With food items carrying less weight in the overall index, Nageswaran anticipates that headline CPI will exhibit reduced volatility.

February 12, 2026 / 17:55 IST
Chief Economic Advisor (CEA) Anantha Nageswaran (file image)
Snapshot AI
  • India's new CPI series cuts food weight to reduce headline inflation volatility.
  • Monetary and fiscal policy planning to become more predictable and stable
  • Expanded rent measurement improves rural cost of living and poverty estimates

Chief Economic Advisor V Anantha Nageswaran on Thursday outlined the significant improvements expected from India's new consumer price index (CPI) series, emphasizing its potential to transform both monetary and fiscal policy planning.

According to Nageswaran, the updated CPI framework establishes a stronger foundation for coordinating monetary and fiscal policy decisions. A key change, he informed, involves reducing the weightage assigned to the food and beverages category, which has historically contributed to substantial fluctuations in the headline inflation rate.

With food items carrying less weight in the overall index, Nageswaran anticipates that headline CPI will exhibit reduced volatility. This adjustment is expected to shift the primary drivers of inflation toward core components rather than food-related fluctuations.

"The monetary policy response in particular, could become more focused on aggregate demand pressures rather than dealing with supply-induced inflation, and dealing with it through a demand-sensitive variable like interest rates," he said.

The modified composition could fundamentally alter how monetary policy authorities respond to inflationary pressures. Nageswaran explained that policy responses may become more concentrated on aggregate demand pressures instead of attempting to address supply-induced inflation through demand-sensitive instruments such as interest rates.

The implications extend beyond monetary policy. Greater CPI stability promises to reduce volatility in fiscal expenditures tied to the inflation index, including dearness allowance calculations, inflation-indexed bonds, and similar mechanisms. This increased predictability could substantially improve budget planning and provide clearer visibility into fiscal projections.

"If CPI volatility declines, it means that fiscal expenditure volatility, such as DA fixation, inflation index, bonds, etcetera, which are linked to CPI, could also become more stable, predictable, and reliable. This could give better budget predictability and visibility to fiscal numbers as well," he added.

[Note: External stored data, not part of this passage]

//! Flag registries and layered value resolution.
//!
//! A [`FlagSet`] indexes shared flag cells by name and by shorthand. Merging
//! one set into another copies the handles, not the flags, so a value parsed
//! through a merged working set is visible through the set that declared the
//! flag.
//!
//! # Example
//!
//! ```
//! use std::collections::HashMap;
//! use cmdtree_core::{Flag, FlagSet, FlagError};
//!
//! let mut defaults = HashMap::new();
//! defaults.insert("sep".to_string(), "*".to_string());
//!
//! let flags = FlagSet::new()
//!     .with_source(defaults)
//!     .with_flag(Flag::new("num", 10isize, "how many times"))
//!     .with_flag(Flag::new("sep", String::new(), "separator"));
//!
//! assert_eq!(flags.lookup::<isize>("num").unwrap(), 10);
//! assert_eq!(flags.lookup::<String>("sep").unwrap(), "*");
//! assert!(matches!(
//!     flags.lookup::<bool>("num"),
//!     Err(FlagError::InvalidType { .. })
//! ));
//! ```

use std::cell::Ref;
use std::collections::{BTreeMap, HashMap};
use std::fmt;
use std::rc::Rc;

use serde::Serialize;
use tracing::debug;

use crate::error::{FlagError, Result};
use crate::flag::{Flag, FlagRef};
use crate::source::{Source, SourceRef};
use crate::value::{FlagKind, FlagType, Value};

/// Name- and shorthand-indexed collection of shared flags.
#[derive(Default, Clone)]
pub struct FlagSet {
    flags: BTreeMap<String, FlagRef>,
    short_flags: HashMap<char, FlagRef>,
    sources: Vec<SourceRef>,
}

impl fmt::Debug for FlagSet {
    fn fmt(&self, f: &mut fmt::Formatter<'_>) -> fmt::Result {
        f.debug_struct("FlagSet")
            .field("flags", &self.flags.keys().collect::<Vec<_>>())
            .field("short_flags", &self.short_flags.keys().collect::<Vec<_>>())
            .field("sources", &self.sources.len())
            .finish()
    }
}

impl FlagSet {
    pub fn new() -> Self {
        Self::default()
    }

    /// Registers a fallback source for every flag added afterwards.
    pub fn with_source(mut self, source: impl Source + 'static) -> Self {
        self.add_source(Rc::new(source));
        self
    }

    /// Adds a flag, builder style.
    pub fn with_flag(mut self, flag: Flag) -> Self {
        self.add_flag(flag);
        self
    }

    /// Registers a fallback source for every flag added afterwards.
    pub fn add_source(&mut self, source: SourceRef) -> &mut Self {
        self.sources.push(source);
        self
    }

    /// Adds a flag and returns its shared handle.
    ///
    /// The set's sources are appended after the flag's own. A name or
    /// shorthand collision replaces the previous entry.
    pub fn add_flag(&mut self, flag: Flag) -> FlagRef {
        let flag = flag.into_ref();
        flag.borrow_mut().add_sources(self.sources.iter().cloned());
        self.insert(Rc::clone(&flag));
        flag
    }

    fn insert(&mut self, flag: FlagRef) {
        let (name, short) = {
            let f = flag.borrow();
            (f.name().to_string(), f.short_name())
        };
        if let Some(short) = short {
            self.short_flags.insert(short, Rc::clone(&flag));
        }
        self.flags.insert(name, flag);
    }

    /// Copies every flag handle from `other` into this set. On collision the
    /// incoming flag wins.
    pub fn merge(&mut self, other: &FlagSet) -> &mut Self {
        for flag in other.flags.values() {
            self.insert(Rc::clone(flag));
        }
        for (short, flag) in &other.short_flags {
            self.short_flags.insert(*short, Rc::clone(flag));
        }
        self
    }

    pub fn from_name(&self, name: &str) -> Option<FlagRef> {
        self.flags.get(name).cloned()
    }

    pub fn from_short(&self, short: char) -> Option<FlagRef> {
        self.short_flags.get(&short).cloned()
    }

    pub fn contains(&self, name: &str) -> bool {
        self.flags.contains_key(name)
    }

    pub fn len(&self) -> usize {
        self.flags.len()
    }

    pub fn is_empty(&self) -> bool {
        self.flags.is_empty()
    }

    /// Flags in name order.
    pub fn flags(&self) -> impl Iterator<Item = &FlagRef> {
        self.flags.values()
    }

    /// Marks a registered flag as required.
    pub fn mark_required(&self, name: &str) -> Result<()> {
        let flag = self.flags.get(name).ok_or_else(|| FlagError::Unregistered {
            name: name.to_string(),
        })?;
        flag.borrow_mut().mark_required();
        Ok(())
    }

    /// Resolves a flag for reading.
    ///
    /// Fails if the flag is absent or of a different kind. An unset flag
    /// walks its fallback sources once; the first value found is parsed and
    /// memoized. A required flag that is still unset fails.
    pub fn resolve(&self, name: &str, expected: FlagKind) -> Result<Ref<'_, Flag>> {
        let cell = self.flags.get(name).ok_or_else(|| FlagError::Unregistered {
            name: name.to_string(),
        })?;

        let actual = cell.borrow().kind();
        if actual != expected {
            return Err(FlagError::InvalidType {
                name: name.to_string(),
                expected,
                actual,
            });
        }

        {
            let mut flag = cell.borrow_mut();
            if !flag.is_set() {
                flag.set_from_sources()?;
            }
            if !flag.is_set() && flag.is_required() {
                return Err(FlagError::MissingRequired {
                    name: name.to_string(),
                });
            }
        }

        Ok(cell.borrow())
    }

    /// Typed lookup through [`resolve`](Self::resolve).
    pub fn lookup<T: FlagType>(&self, name: &str) -> Result<T> {
        let flag = self.resolve(name, T::KIND)?;
        T::from_value(flag.value()).ok_or_else(|| FlagError::InvalidType {
            name: name.to_string(),
            expected: T::KIND,
            actual: flag.kind(),
        })
    }

    /// Last-chance resolution of required flags: every required flag that
    /// is still unset walks its sources, and fails if none supplies a value.
    pub fn ensure_required(&self) -> Result<()> {
        for flag in self.flags.values() {
            let mut flag = flag.borrow_mut();
            if !flag.is_required() || flag.is_set() {
                continue;
            }
            flag.set_from_sources()?;
            if !flag.is_set() {
                debug!(flag = %flag.name(), "Required flag unresolved");
                return Err(FlagError::MissingRequired {
                    name: flag.name().to_string(),
                });
            }
        }
        Ok(())
    }

    /// Returns every flag to its default. Sources are consulted again on
    /// the next lookup.
    pub fn reset(&self) {
        for flag in self.flags.values() {
            flag.borrow_mut().reset();
        }
    }

    /// Describes every flag for help renderers, in name order.
    pub fn describe(&self) -> Vec<FlagInfo> {
        self.flags
            .values()
            .map(|flag| FlagInfo::from(&*flag.borrow()))
            .collect()
    }
}

/// Serializable description of a flag.
#[derive(Debug, Clone, PartialEq, Eq, Serialize)]
pub struct FlagInfo {
    pub name: String,
    pub short: Option<char>,
    pub kind: FlagKind,
    pub usage: String,
    /// Default rendered as text (`[a,b]` for slices).
    pub default: String,
    pub required: bool,
}

impl From<&Flag> for FlagInfo {
    fn from(flag: &Flag) -> Self {
        Self {
            name: flag.name().to_string(),
            short: flag.short_name(),
            kind: flag.kind(),
            usage: flag.usage().to_string(),
            default: flag.default_value().to_string(),
            required: flag.is_required(),
        }
    }
}

/// Read-only typed access to a resolved flag set.
///
/// Every accessor returns a [`Result`]: a lookup with the wrong kind is
/// always [`FlagError::InvalidType`], never a zero value.
#[derive(Debug, Clone, Default)]
pub struct FlagGetter {
    set: FlagSet,
}

macro_rules! typed_accessors {
    ($($method:ident => $ty:ty),* $(,)?) => {
        $(
            #[doc = concat!("Looks up a `", stringify!($ty), "` flag.")]
            pub fn $method(&self, name: &str) -> Result<$ty> {
                self.get::<$ty>(name)
            }
        )*
    };
}

impl FlagGetter {
    pub fn new(set: FlagSet) -> Self {
        Self { set }
    }

    /// Generic typed lookup.
    pub fn get<T: FlagType>(&self, name: &str) -> Result<T> {
        self.set.lookup(name)
    }

    /// Raw flag cell, e.g. to check whether a value came from the user.
    pub fn flag(&self, name: &str) -> Option<FlagRef> {
        self.set.from_name(name)
    }

    /// Current value of a flag without source resolution.
    pub fn raw_value(&self, name: &str) -> Option<Value> {
        self.set.from_name(name).map(|f| f.borrow().value().clone())
    }

    pub fn flag_set(&self) -> &FlagSet {
        &self.set
    }

    typed_accessors! {
        string => String,
        bool => bool,
        duration => std::time::Duration,
        int => isize,
        int8 => i8,
        int16 => i16,
        int32 => i32,
        int64 => i64,
        uint => usize,
        uint8 => u8,
        uint16 => u16,
        uint32 => u32,
        uint64 => u64,
        float32 => f32,
        float64 => f64,
        string_slice => Vec<String>,
        bool_slice => Vec<bool>,
        duration_slice => Vec<std::time::Duration>,
        int_slice => Vec<isize>,
        int8_slice => Vec<i8>,
        int16_slice => Vec<i16>,
        int32_slice => Vec<i32>,
        int64_slice => Vec<i64>,
        uint_slice => Vec<usize>,
        uint8_slice => Vec<u8>,
        uint16_slice => Vec<u16>,
        uint32_slice => Vec<u32>,
        uint64_slice => Vec<u64>,
        float32_slice => Vec<f32>,
        float64_slice => Vec<f64>,
    }
}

The new series also addresses geographic disparities in measurement accuracy. He said that by expanding rent measurement capabilities to rural areas and enhancing sampling coverage, the CPI now provides more precise housing cost data across different regions. This improvement reduces the urban bias that previously affected inflation estimates.

CEA stated, "By extending rent measurement to rural areas and improving sampling coverage, the CPI now captures housing costs more accurately across regions. This leads to a better measurement of the rural cost of living, reducing the urban bias in inflation estimation."

"As a result, poverty estimates become more accurate since real consumption and real income calculations depend directly on CPI," he summed up saying.